Anna et Christine emploient le verbe se responsabiliser, qui dénote un apprentissage précoce des règles du jeu de la vie adulte : l'implicite est que dans un contexte de compétition entre les individus, les compétences sociales ou techniques acquises individuellement sont décisives. Se responsabiliser, c'est se conduire avant l'âge en individu adulte. C'est prendre de l'avance sur les traînards qui se plaisent dans l'irresponsabilité enfantine.

‘— "(ils parlaient) des décisions qu'ils voulaient prendre. Ils m'ont toujours fait confiance mes parents, donc c'est vrai que quelque part je me suis sentie responsabilisée très vite très jeune." (Anna)’ ‘— "Dès petites, je pense que du moment que nous avons su correctement lire et écrire, je dis bien petites, eh ben on savait déjà ce que c'était un papier administratif. (...) On sentait même pas ça comme une obligation on savait très bien que de toutes manières c'était pas maman qui pouvait tout faire ça c'est sûr, et puis bon comme on avait un papa qui travaillait toute la journée donc il y avait pas de miracles hein il fallait... il fallait se responsabiliser là-dessus hein." (Christine)’

Bref, le terme «responsabilités» dénote le statut juridique de l'adulte majeur, qui vit de son travail et dispose d'un domicile propre. L'absence de responsabilités prend la valeur ambivalente d'une incapacité de mineur et d'un privilège d'enfant, qui cesse au moment de la décohabitation.

Concluons. Les analyses empiriques confirment l'hétérogénéité de la famille-communauté et de la famille-association, formes en affinité avec des formations sociales différentielles — l'une avec l'indépendance des groupes familiaux corrélée à un Etat faible, l'autre avec la souveraineté de l'Etat-nation et l'institutionnalisation d'un droit dont les réglements s'appliquent à tous ses ressortissants 231 , dans un contexte d'extension du salariat. Elles laissent également entrevoir que les potentialités des individus sont freinées ou bloquées dans les contextes de stabilité historique, quelle que soit la forme de famille : l'inégalité des statuts circonscrit d'emblée le champ possible de l'activité de chacun. Dans la famille-communauté, l'exercice des responsabilités est fonction du rang de naissance et de la sexuation; dans la famille-association, les jeunes sont maintenus dans l'irresponsabilité par leur incapacité de mineur.

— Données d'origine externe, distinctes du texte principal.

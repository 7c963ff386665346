/// Keyboard key identifier.
///
/// Only keys the frame loop can bind are named; everything else maps to
/// `Key::Unknown` with the platform code.
#[derive(Debug, Copy, Clone, Eq, PartialEq, Hash)]
pub enum Key {
    Escape,
    Enter,
    Space,
    Q,

    /// Platform-dependent key not represented here.
    Unknown(u32),
}

#[derive(Debug, Copy, Clone, Eq, PartialEq)]
pub enum KeyState {
    Pressed,
    Released,
}

/// Platform-agnostic input event.
#[derive(Debug, Clone, PartialEq)]
pub enum InputEvent {
    /// Window focus changed.
    Focused(bool),

    /// Keyboard key transition.
    Key {
        key: Key,
        state: KeyState,
        repeat: bool,
    },
}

Dans le contexte de Temps1 et d'une immigration familiale enfermant dans la clôture de la vie conjugale des conjoints qui n'y sont pas tous préparés, la reconduction machinale de l'ordre familial intériorisé est en partie bouleversée. L'un des phénomènes socialement les plus significatifs, concernant la socialisation des filles, est probablement la naissance éventuelle d'une dynamique articulant conflit et individuation, qui désintrique leur destin de celui des mères. Dans les familles à organisation «autocéphale», il s'agit du conflit de la fille avec le père qui la rétrograde à l'adolescence d'une place de représentant à une place de fille, dans les familles évoluant vers la famille-association, du conflit de la fille avec la mère qui tente de l'assujettir à des obligations en discordance avec les privilèges des mineurs.

Notes
231.

M. Weber, Economie et société, trad. franç., 2 tomes, Presses-Pocket, Paris, 1995, tome 1, p. 291 : " (...) Le détenteur légal type du pouvoir, le «supérieur», lorsqu'il statue, et partant lorsqu'il ordonne, obéit pour sa part à l'ordre impersonnel par lequel il oriente ses dispositions. (...) Les membres du groupement, en obéissant au détenteur du pouvoir, n'obéissent pas à sa personne mais à des règlements impersonnels; par conséquent ils ne sont tenus de lui obéir que dans les limites de la compétence objective, rationnellement délimitée, que lesdits règlements fixent."